From: "André Draszik" <git@andred.net>
To: bitbake-devel@lists.openembedded.org
Subject: [master][PATCH] fetch2/wget: support releases from private github repositories
Date: Thu, 14 Nov 2019 14:21:31 +0000 [thread overview]
Message-ID: <20191114142131.29829-1-git@andred.net> (raw)
The wget / http fetcher currently doesn't support fetching
assets attached to releases on private GitHub repositories,
i.e. release artefacts like
https://github.com/<user>/<project>/releases/download/v1.0.0/asset1.txt
Those are special, in that HTTP basic auth is not used / possible
on the URL as seen in the GitHub UI, but instead the GitHub API
must be used for downloading (which does support HTTP basic auth)
where the URL will be different.
To be able to access the GitHub API, opportunistic authentication
(auth-no-challenge) needs to be enabled.

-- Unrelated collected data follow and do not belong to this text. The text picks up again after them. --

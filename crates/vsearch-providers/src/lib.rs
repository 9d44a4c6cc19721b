//! # Visual Search - Provider Implementations
//!
//! User-selectable implementations of the ports defined in
//! `vsearch-domain`. Each one registers itself in a `linkme` distributed
//! slice from `vsearch-application`, so linking this crate is enough to make
//! it resolvable by name from configuration.
//!
//! ## Provider Categories
//!
//! | Category | Port | Implementations |
//! |----------|------|-----------------|
//! | Embedding | `EmbeddingProvider` | CLIP (HTTP), Null |
//! | Repository | `ProductRepository` | InMemory (linear scan), PgVector (indexed) |
//! | Image Storage | `ImageStorageProvider` | Inline, Filesystem, Supabase |
//!
//! ## Feature Flags
//!
//! ```toml
//! [dependencies]
//! vsearch-providers = { version = "0.1", default-features = false, features = ["embedding-clip"] }
//! ```
//!
//! The null embedding provider, the in-memory repository and inline image
//! storage are always available.

// Re-export vsearch-domain types commonly used with providers
pub use vsearch_domain::error::{Error, Result};
pub use vsearch_domain::ports::providers::{EmbeddingProvider, ImageStorageProvider};
pub use vsearch_domain::repositories::ProductRepository;

/// Provider-specific constants
pub mod constants;

/// Shared utilities for provider implementations
pub mod utils;

/// Embedding provider implementations
///
/// Implements `EmbeddingProvider` for the CLIP model server and offline use.
pub mod embedding;

/// Product repository implementations
///
/// Implements `ProductRepository` as a linear scan and on pgvector.
pub mod repository;

/// Image storage provider implementations
pub mod image_storage;
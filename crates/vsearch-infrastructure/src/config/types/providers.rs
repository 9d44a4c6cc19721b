//! Provider selection and settings
//!
//! Each section names a provider registered in the corresponding linkme
//! slice plus the settings that provider reads.

use std::path::PathBuf;

use serde::{Deserialize, Serialize};
use vsearch_domain::constants::EMBEDDING_DIMENSIONS_DEFAULT;

use crate::constants::{
    DEFAULT_DATA_FILE, DEFAULT_DB_CONNECTION_TIMEOUT_SECS, DEFAULT_DB_MAX_CONNECTIONS,
    DEFAULT_EMBEDDING_BASE_URL, DEFAULT_EMBEDDING_PROVIDER, DEFAULT_EMBEDDING_TIMEOUT_SECS,
    DEFAULT_HEALTH_CACHE_TTL_SECS, DEFAULT_IMAGE_BUCKET, DEFAULT_IMAGE_STORAGE_PROVIDER,
    DEFAULT_REPOSITORY_PROVIDER,
};

/// Embedding gateway configuration
#[derive(Debug, Clone, PartialEq, Eq, Serialize, Deserialize)]
#[serde(default)]
pub struct EmbeddingConfig {
    /// Provider name ("clip", "null")
    pub provider: String,
    /// Model server URL
    pub base_url: Option<String>,
    /// Embedding length shared by the model and the repository
    pub dimensions: usize,
    /// Per-request timeout
    pub timeout_secs: u64,
    /// How long a health probe result is reused
    pub health_cache_ttl_secs: u64,
}

impl Default for EmbeddingConfig {
    fn default() -> Self {
        Self {
            provider: DEFAULT_EMBEDDING_PROVIDER.to_string(),
            base_url: Some(DEFAULT_EMBEDDING_BASE_URL.to_string()),
            dimensions: EMBEDDING_DIMENSIONS_DEFAULT,
            timeout_secs: DEFAULT_EMBEDDING_TIMEOUT_SECS,
            health_cache_ttl_secs: DEFAULT_HEALTH_CACHE_TTL_SECS,
        }
    }
}

/// Product repository configuration
#[derive(Debug, Clone, PartialEq, Eq, Serialize, Deserialize)]
#[serde(default)]
pub struct RepositoryConfig {
    /// Strategy name ("memory", "pgvector")
    pub provider: String,
    /// JSON mirror for the memory strategy; `None` keeps the catalog in memory only
    pub data_file: Option<PathBuf>,
    /// Connection string for database strategies
    pub database_url: Option<String>,
    /// Pool size for database strategies
    pub max_connections: u32,
    /// Pool checkout timeout
    pub connection_timeout_secs: u64,
}

impl Default for RepositoryConfig {
    fn default() -> Self {
        Self {
            provider: DEFAULT_REPOSITORY_PROVIDER.to_string(),
            data_file: Some(PathBuf::from(DEFAULT_DATA_FILE)),
            database_url: None,
            max_connections: DEFAULT_DB_MAX_CONNECTIONS,
            connection_timeout_secs: DEFAULT_DB_CONNECTION_TIMEOUT_SECS,
        }
    }
}

/// Product image storage configuration
#[derive(Debug, Clone, PartialEq, Eq, Serialize, Deserialize)]
#[serde(default)]
pub struct ImageStorageConfig {
    /// Provider name ("inline", "filesystem", "supabase")
    pub provider: String,
    /// Root directory for the filesystem provider
    pub directory: Option<PathBuf>,
    /// URL prefix under which the filesystem directory is served
    pub public_base_url: Option<String>,
    /// Supabase project URL
    pub supabase_url: Option<String>,
    /// Supabase API key
    pub api_key: Option<String>,
    /// Storage bucket
    pub bucket: String,
}

impl Default for ImageStorageConfig {
    fn default() -> Self {
        Self {
            provider: DEFAULT_IMAGE_STORAGE_PROVIDER.to_string(),
            directory: None,
            public_base_url: None,
            supabase_url: None,
            api_key: None,
            bucket: DEFAULT_IMAGE_BUCKET.to_string(),
        }
    }
}
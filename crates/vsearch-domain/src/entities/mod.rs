//! Domain Entities

/// Catalog product
pub mod product;

pub use product::{Product, ProductView};
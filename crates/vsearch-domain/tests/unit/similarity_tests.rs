//! Unit tests for vector math

use vsearch_domain::Error;
use vsearch_domain::similarity::{
    cosine_similarity, dot_product, magnitude, round_score, top_k_similar,
};

const EPSILON: f64 = 1e-9;

#[test]
fn test_dimension_mismatch_is_rejected() {
    let err = cosine_similarity(&[1.0, 2.0], &[1.0, 2.0, 3.0]).unwrap_err();
    assert!(matches!(
        err,
        Error::DimensionMismatch {
            expected: 2,
            actual: 3
        }
    ));

    assert!(matches!(
        dot_product(&[1.0], &[]),
        Err(Error::DimensionMismatch { .. })
    ));
}

#[test]
fn test_zero_vector_scores_zero() {
    assert_eq!(cosine_similarity(&[0.0, 0.0, 0.0], &[1.0, 2.0, 3.0]).unwrap(), 0.0);
    assert_eq!(cosine_similarity(&[1.0, 2.0, 3.0], &[0.0, 0.0, 0.0]).unwrap(), 0.0);
}

#[test]
fn test_self_similarity_is_one() {
    let vectors: [&[f32]; 3] = [&[1.0, 2.0, 3.0], &[-0.3, 0.7, 0.01, 5.0], &[1e-3]];
    for v in vectors {
        assert!((cosine_similarity(v, v).unwrap() - 1.0).abs() < 1e-6);
    }
}

#[test]
fn test_opposite_vectors_score_minus_one() {
    let score = cosine_similarity(&[1.0, 2.0], &[-1.0, -2.0]).unwrap();
    assert!((score + 1.0).abs() < 1e-6);
}

#[test]
fn test_dot_product_and_magnitude() {
    assert!((dot_product(&[1.0, 2.0, 3.0], &[4.0, 5.0, 6.0]).unwrap() - 32.0).abs() < EPSILON);
    assert!((magnitude(&[3.0, 4.0]) - 5.0).abs() < EPSILON);
}

#[test]
fn test_round_score_four_decimals() {
    assert_eq!(round_score(0.993_883_7), 0.9939);
    assert_eq!(round_score(1.0), 1.0);
    assert_eq!(round_score(-0.123_46), -0.1235);
}

#[test]
fn test_top_k_bound_holds_for_every_k() {
    let items: Vec<Vec<f32>> = (0..7u8)
        .map(|i| vec![f32::from(i), 1.0, f32::from(i % 3)])
        .collect();
    let query = [1.0, 0.5, 0.25];

    for k in 0..10 {
        let ranked = top_k_similar(&query, &items, |v| v.as_slice(), k).unwrap();
        assert_eq!(ranked.len(), k.min(items.len()));
        for pair in ranked.windows(2) {
            assert!(pair[0].1 >= pair[1].1);
        }
    }
}

#[test]
fn test_top_k_on_empty_items() {
    let items: Vec<Vec<f32>> = Vec::new();
    let ranked = top_k_similar(&[1.0, 0.0], &items, |v| v.as_slice(), 5).unwrap();
    assert!(ranked.is_empty());
}

#[test]
fn test_top_k_ties_keep_enumeration_order() {
    let items = vec![
        ("a", vec![1.0_f32, 0.0]),
        ("b", vec![2.0, 0.0]),
        ("c", vec![0.0, 1.0]),
        ("d", vec![3.0, 0.0]),
    ];
    let ranked = top_k_similar(&[1.0, 0.0], &items, |(_, v)| v.as_slice(), 3).unwrap();
    let names: Vec<&str> = ranked.iter().map(|(item, _)| item.0).collect();
    assert_eq!(names, vec!["a", "b", "d"]);
}

#[test]
fn test_top_k_fails_on_mismatched_item() {
    let items = vec![vec![1.0_f32, 0.0], vec![1.0, 0.0, 0.0]];
    let result = top_k_similar(&[1.0, 0.0], &items, |v| v.as_slice(), 1);
    assert!(matches!(result, Err(Error::DimensionMismatch { .. })));
}

#[test]
fn test_reference_scenario_ranking() {
    let items = vec![
        ("product1", vec![1.0_f32, 0.0, 0.0]),
        ("product2", vec![0.0, 1.0, 0.0]),
        ("product3", vec![0.9, 0.1, 0.0]),
    ];
    let ranked = top_k_similar(&[1.0, 0.0, 0.0], &items, |(_, v)| v.as_slice(), 10).unwrap();

    let names: Vec<&str> = ranked.iter().map(|(item, _)| item.0).collect();
    assert_eq!(names, vec!["product1", "product3", "product2"]);
    assert_eq!(round_score(ranked[0].1), 1.0);
    assert_eq!(round_score(ranked[1].1), 0.9939);
    assert_eq!(round_score(ranked[2].1), 0.0);
}
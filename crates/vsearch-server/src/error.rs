//! Domain error to HTTP response mapping

use rocket::http::Status;
use rocket::serde::json::Json;
use tracing::{error, info};
use vsearch_domain::error::Error;

use crate::constants::{ERROR_INVALID_REQUEST, ERROR_NOT_FOUND};
use crate::models::ErrorResponse;

/// Error half of every handler result
pub type ApiError = (Status, Json<ErrorResponse>);

/// Handler result
pub type ApiResult<T> = Result<T, ApiError>;

/// Map a domain error to a status and body
///
/// Validation errors become 400 with their message, missing resources 404,
/// and everything else 500 labelled with `failure`.
pub fn api_error(err: &Error, failure: &str) -> ApiError {
    match err {
        Error::InvalidArgument { message } => {
            info!(error = %message, "rejected request");
            (
                Status::BadRequest,
                Json(ErrorResponse::new(ERROR_INVALID_REQUEST, message.clone())),
            )
        }
        Error::NotFound { resource } => (
            Status::NotFound,
            Json(ErrorResponse::new(
                ERROR_NOT_FOUND,
                format!("{resource} not found"),
            )),
        ),
        other => {
            error!(error = %other, "{failure}");
            (
                Status::InternalServerError,
                Json(ErrorResponse::new(failure, other.to_string())),
            )
        }
    }
}
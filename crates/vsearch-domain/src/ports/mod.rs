//! Domain Port Interfaces
//!
//! Boundary contracts between the domain and external layers. High-level
//! code (the application services) depends on these traits; the providers
//! crate implements them.

/// External service provider ports
pub mod providers;

pub use providers::{EmbeddingProvider, ImageStorageProvider};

Then the API needs to
be queried for the real URL of the file to be downloaded, and
finally application/octet-stream must be specified explicitly.
Note that there is a slight difference in the location of the
REST API endpoints between GitHub.com and GitHub Enterprise.
https://developer.github.com/v3/repos/releases/
https://developer.github.com/enterprise/2.19/v3/enterprise-admin/
As it's impossible to determine if a repository is on GitHub
or not (considering GitHub Enterprise), and even more so if a
repository is private or not, a new flag is introduced that
should be set to "1" - "github_private_asset", e.g.
SRC_URI = "https://github.com/<user>/<project>/releases/download/v1.0.0/asset1.txt;github_private_asset=1"
Some notes:
* --auth-no-challenge is added unconditionally because we know
username / password will definitely be needed, and they are
likely to be specified in ~/.netrc, rather than in the recipe
* the release information returned looks sth like:
[
{
...
"assets": [
{
...
"browser_download_url": "https://github.com/<user>/<project>/releases/download/v1.0.0/asset1.txt",
"url": "https://api.github.com/repos/<user>/<project>/releases/assets/16146291",
...
},
...
],
...
},
...
]
hence we need to pass -O to wget to explicitly download using
the original name
* this has been tested with github.com and GitHub Enterprise on
private repositories, with and without PREMIRRORS
Signed-off-by: André Draszik <git@andred.net>
---
lib/bb/fetch2/wget.py | 90 ++++++++++++++++++++++++++++++++++++++++---
1 file changed, 85 insertions(+), 5 deletions(-)
diff --git a/lib/bb/fetch2/wget.py b/lib/bb/fetch2/wget.py
index 725586d2..90aa9b19 100644
--- a/lib/bb/fetch2/wget.py
+++ b/lib/bb/fetch2/wget.py
@@ -4,6 +4,12 @@ BitBake 'Fetch' implementations
Classes for obtaining upstream sources for the
BitBake build tools.
+Supported SRC_URI options are:
+
+- github_private_asset
+ Whether or not the URI is pointing to a release artefact
+ in a private GitHub repository. The default is no.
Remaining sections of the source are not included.